Upon arriving in Dallas in 2008, Dr. Park developed the Dallas Lifespan Brain Study, funded by the National Institute on Aging, which has tracked brain/behavior changes in adults of all ages for the past 12 years. This landmark study is revealing how cognitively-normal adults transition from cognitive health to cognitive frailty as they get older, and is leading to the identification of a neural footprint during middle age that can be used to predict future cognitive health or pathology in the future.

Dr. Park also developed novel adult learning environments to assess whether providing older adults with mentally challenging new activities can enhance cognitive vitality and delay brain aging.

Dr. Park is a fellow of multiple academic societies, including the American Association for the Advancement of Science. She has held a number of national offices in professional societies and was elected to be chair of the Board of Scientific Affairs of the American Psychological Association (APA), to be president of the APA Division of Adult Development and Aging, and to serve on the Board of Directors of the Association for Psychological Sciences. The APA Division of Adult Development and Aging has awarded her the Distinguished Research Contributions Award and the Distinguished Mentor Award in the Psychology of Aging. Her research has been continuously funded by the National Institute on Aging for over 40 years and includes a prestigious 10-year NIH MERIT award. Dr. Park takes great pride in the accomplishments of the many graduate students and post-doctoral fellows she has mentored, many of whom are prominent scientists that hold leadership positions at major universities across the world.

Recent and Selected Representative Publications


Park, Denise, T.A. Polk, P.R. Park, M. Minear, A. Savage, and M.R. Smith. 2004. “Aging reduces neural specialization in ventral visual cortex.” Proceedings of the National Academy of Sciences of the United States of America 101: 13091-13095.

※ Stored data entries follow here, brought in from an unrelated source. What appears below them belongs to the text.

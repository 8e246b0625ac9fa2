//! Service layer for the media source engine.
//!
//! This module contains the business logic for:
//! - Phase execution and media assembly (`SelectorMediaSourceEngine`)
//! - Selector-configured sources (`SelectorMediaSource`)
//! - Fixed-selector three-step sources (`ThreeStepSource`)
//! - Video URL matching and nested page resolution (`VideoMatcher`, `VideoResolver`)
//! - Subject and episode filtering (`MediaFilter`)

mod engine;
pub mod filters;
mod source;
mod three_step;
pub mod video;

use std::fmt;
use std::str::FromStr;

use async_trait::async_trait;
use serde::{Deserialize, Serialize};

pub use engine::SelectorMediaSourceEngine;
pub use filters::{FilterContext, MediaFilter};
pub use source::SelectorMediaSource;
pub use three_step::{SimpleSite, ThreeStepSite, ThreeStepSource};
pub use video::{VideoMatcher, VideoResolver, WebVideo, WebVideoMatch};

use crate::error::{AppError, Result};
use crate::models::{FetchRequest, MediaMatch};

/// Display metadata for a source.
#[derive(Debug, Clone, PartialEq, Eq, Serialize, Deserialize)]
pub struct MediaSourceInfo {
    pub display_name: String,
    pub description: String,
    pub website_url: String,
    pub icon_url: String,
}

#[derive(Debug, Clone, Copy, PartialEq, Eq, Serialize, Deserialize)]
#[serde(rename_all = "SCREAMING_SNAKE_CASE")]
pub enum ConnectionStatus {
    Success,
    Failed,
}

/// Anything that can answer a fetch request with media.
#[async_trait]
pub trait MediaSource: Send + Sync {
    fn id(&self) -> &str;

    fn info(&self) -> MediaSourceInfo;

    /// One request to the site root; reachable or not.
    async fn check_connection(&self) -> ConnectionStatus;

    /// Media for `request`, in discovery order.
    ///
    /// Ordinary scraping variance (no results, one subject failing) yields
    /// fewer records, never an error.
    async fn fetch(&self, request: &FetchRequest) -> Result<Vec<MediaMatch>>;
}

/// The player that will consume resolved media.
#[derive(Debug, Clone, Copy, PartialEq, Eq, Hash, Serialize, Deserialize)]
#[serde(rename_all = "lowercase")]
pub enum Player {
    Vlc,
    AvKit,
    ExoPlayer,
    Other,
}

impl Player {
    /// Default player for the build target.
    pub fn current() -> Self {
        if cfg!(any(target_os = "macos", target_os = "ios")) {
            Self::AvKit
        } else if cfg!(target_os = "android") {
            Self::ExoPlayer
        } else {
            Self::Vlc
        }
    }

    pub fn as_str(&self) -> &'static str {
        match self {
            Self::Vlc => "vlc",
            Self::AvKit => "avkit",
            Self::ExoPlayer => "exoplayer",
            Self::Other => "other",
        }
    }

    /// Whether an allow-list admits this player. An empty list admits any.
    pub fn is_allowed_by(&self, only_supports: &[String]) -> bool {
        only_supports.is_empty()
            || only_supports
                .iter()
                .any(|p| p.trim().eq_ignore_ascii_case(self.as_str()))
    }
}

impl FromStr for Player {
    type Err = AppError;

    fn from_str(s: &str) -> Result<Self> {
        [Self::Vlc, Self::AvKit, Self::ExoPlayer, Self::Other]
            .into_iter()
            .find(|p| p.as_str().eq_ignore_ascii_case(s.trim()))
            .ok_or_else(|| AppError::config(format!("unknown player: {s}")))
    }
}

impl fmt::Display for Player {
    fn fmt(&self, f: &mut fmt::Formatter<'_>) -> fmt::Result {
        f.write_str(self.as_str())
    }
}

#[cfg(test)]
mod tests {
    use super::*;

    #[test]
    fn test_player_allow_list() {
        let list = vec!["VLC".to_string(), "exoplayer".to_string()];
        assert!(Player::Vlc.is_allowed_by(&list));
        assert!(Player::ExoPlayer.is_allowed_by(&list));
        assert!(!Player::AvKit.is_allowed_by(&list));
        assert!(Player::AvKit.is_allowed_by(&[]));
    }

    #[test]
    fn test_player_from_str() {
        assert_eq!("AvKit".parse::<Player>().unwrap(), Player::AvKit);
        assert!("mpv".parse::<Player>().is_err());
        assert_eq!(Player::ExoPlayer.to_string(), "exoplayer");
    }
}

Park, Denise, and P. Reuter-Lorenz. 2009. “The adaptive brain: Aging and neurocognitive scaffolding.” Annual Review of Psychology 60: 173-196.

Farrell, M. E., X. Chen, M.M. Rundle, M.Y. Chan, G. Wig, and Denise Park. 2018. “Regional amyloid accumulation and cognitive decline in initially amyloid-negative adults.” Neurology 91 (19): e1809-e1821.

Burke, S.N., E.C. Mormino, E.J. Rogalski, C.H. Kawas, R.J. Willis, Denise Park. 2019. “What are the later life contribuitions to reserve, resilience, and compensation?” Neurobiology of Aging 83: 140-144.

Park, Denise. 2019. “Cognitive ability in old age is predetermined by age 20.” Proceedings of the National Academy of Sciences 116 (6): 1832-1833.

Roe J.M., Vidal-Piñeiro D., Sørensen Ø., Brandmaier M., Düzel S., Gonzalez H.A., Kievit R.A., Knights, E., Kuhn S., Lindenberger U., Mowinckel A. M., Nyberg L., Park D.C., Pudas S., Rundle M.M.,Walhovd K.B., Fjell A.M., Westerhausen R. (2020). Asymmetric thinning of the cerebral cortex across the adult lifespan is accelerated in Alzheimer’s Disease. Nature Communications 12, 721 (2021).